[Task to complete]:
Return every line of the data exactly as it appears.

= Beginning of Section =

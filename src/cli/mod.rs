//! Command-line interface.

pub mod completions;
pub mod env;
pub mod init;
pub mod output;
pub mod resolve;
pub mod run;
pub mod secrets;
pub mod serve;

use std::path::PathBuf;

use clap::{Parser, Subcommand};

use crate::core::constants::{DB_PATH_ENV, DEFAULT_PORT, PORT_ENV, REMOTE_ENV};

/// Lockbox - encrypted local secret storage.
#[derive(Parser)]
#[command(
    name = "lockbox",
    about = "Encrypted local secret storage with a read-only loopback server",
    version
)]
pub struct Cli {
    #[command(subcommand)]
    pub command: Command,

    /// Store file (default: ~/.lockbox/lockbox.db)
    #[arg(long, global = true, env = DB_PATH_ENV, value_name = "PATH")]
    pub db: Option<PathBuf>,

    /// Enable debug logging
    #[arg(short, long, global = true)]
    pub verbose: bool,
}

/// Top-level commands.
#[derive(Subcommand)]
pub enum Command {
    /// Create the store and generate the encryption key
    Init,

    /// Set a secret value (overwrites an existing one)
    Set {
        /// Secret key (e.g., DATABASE_URL)
        key: String,
        /// Secret value
        value: String,
    },

    /// Print a secret value
    Get {
        /// Secret key
        key: String,
    },

    /// Delete a secret
    #[command(alias = "rm")]
    Delete {
        /// Secret key
        key: String,
    },

    /// List all secret keys
    List {
        /// Output as JSON, with timestamps
        #[arg(long)]
        json: bool,
    },

    /// Print secrets as shell export lines
    ///
    /// Use with eval: eval "$(lockbox env)"
    Env {
        /// Fetch from a running `lockbox serve` (HOST:PORT)
        #[arg(short, long, env = REMOTE_ENV, value_name = "HOST:PORT")]
        remote: Option<String>,
    },

    /// Run a command with secrets injected as env vars
    Run {
        /// Fetch from a running `lockbox serve` (HOST:PORT)
        #[arg(short, long, env = REMOTE_ENV, value_name = "HOST:PORT")]
        remote: Option<String>,

        /// Command and arguments to run
        #[arg(trailing_var_arg = true, allow_hyphen_values = true)]
        command: Vec<String>,
    },

    /// Serve secrets read-only over HTTP on 127.0.0.1
    ///
    /// Unauthenticated and unencrypted; tunnel it if it must leave the host.
    Serve {
        /// Port to listen on
        #[arg(short, long, env = PORT_ENV, default_value_t = DEFAULT_PORT)]
        port: u16,
    },

    /// Generate shell completions
    Completions {
        /// Shell to generate completions for
        #[arg(value_enum)]
        shell: clap_complete::Shell,
    },
}

/// Execute a command against the store at `db` (or the default location).
pub fn execute(command: Command, db: Option<PathBuf>) -> crate::error::Result<()> {
    use Command::*;

    let db = db.as_deref();
    match command {
        Init => init::execute(db),
        Set { key, value } => secrets::set(db, &key, &value),
        Get { key } => secrets::get(db, &key),
        Delete { key } => secrets::delete(db, &key),
        List { json } => secrets::list(db, json),
        Env { remote } => env::execute(db, remote.as_deref()),
        Run { remote, command } => run::execute(db, remote.as_deref(), &command),
        Serve { port } => serve::execute(db, port),
        Completions { shell } => completions::execute(shell),
    }
}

= End of Section =

[Result of this task]:
filename src/cli/mod.rs
//! Command-line interface.

pub mod completions;
pub mod env;
pub mod init;
pub mod output;
pub mod resolve;
pub mod run;
pub mod secrets;
pub mod serve;

use std::path::PathBuf;

use clap::{Parser, Subcommand};

use crate::core::constants::{DB_PATH_ENV, DEFAULT_PORT, PORT_ENV, REMOTE_ENV};

/// Lockbox - encrypted local secret storage.
#[derive(Parser)]
#[command(
    name = "lockbox",
    about = "Encrypted local secret storage with a read-only loopback server",
    version
)]
pub struct Cli {
    #[command(subcommand)]
    pub command: Command,

    /// Store file (default: ~/.lockbox/lockbox.db)
    #[arg(long, global = true, env = DB_PATH_ENV, value_name = "PATH")]
    pub db: Option<PathBuf>,

    /// Enable debug logging
    #[arg(short, long, global = true)]
    pub verbose: bool,
}

/// Top-level commands.
#[derive(Subcommand)]
pub enum Command {
    /// Create the store and generate the encryption key
    Init,

    /// Set a secret value (overwrites an existing one)
    Set {
        /// Secret key (e.g., DATABASE_URL)
        key: String,
        /// Secret value
        value: String,
    },

    /// Print a secret value
    Get {
        /// Secret key
        key: String,
    },

    /// Delete a secret
    #[command(alias = "rm")]
    Delete {
        /// Secret key
        key: String,
    },

    /// List all secret keys
    List {
        /// Output as JSON, with timestamps
        #[arg(long)]
        json: bool,
    },

    /// Print secrets as shell export lines
    ///
    /// Use with eval: eval "$(lockbox env)"
    Env {
        /// Fetch from a running `lockbox serve` (HOST:PORT)
        #[arg(short, long, env = REMOTE_ENV, value_name = "HOST:PORT")]
        remote: Option<String>,
    },

    /// Run a command with secrets injected as env vars
    Run {
        /// Fetch from a running `lockbox serve` (HOST:PORT)
        #[arg(short, long, env = REMOTE_ENV, value_name = "HOST:PORT")]
        remote: Option<String>,

        /// Command and arguments to run
        #[arg(trailing_var_arg = true, allow_hyphen_values = true)]
        command: Vec<String>,
    },

    /// Serve secrets read-only over HTTP on 127.0.0.1
    ///
    /// Unauthenticated and unencrypted; tunnel it if it must leave the host.
    Serve {
        /// Port to listen on
        #[arg(short, long, env = PORT_ENV, default_value_t = DEFAULT_PORT)]
        port: u16,
    },

    /// Generate shell completions
    Completions {
        /// Shell to generate completions for
        #[arg(value_enum)]
        shell: clap_complete::Shell,
    },
}

/// Execute a command against the store at `db` (or the default location).
pub fn execute(command: Command, db: Option<PathBuf>) -> crate::error::Result<()> {
    use Command::*;

    let db = db.as_deref();
    match command {
        Init => init::execute(db),
        Set { key, value } => secrets::set(db, &key, &value),
        Get { key } => secrets::get(db, &key),
        Delete { key } => secrets::delete(db, &key),
        List { json } => secrets::list(db, json),
        Env { remote } => env::execute(db, remote.as_deref()),
        Run { remote, command } => run::execute(db, remote.as_deref(), &command),
        Serve { port } => serve::execute(db, port),
        Completions { shell } => completions::execute(shell),
    }
}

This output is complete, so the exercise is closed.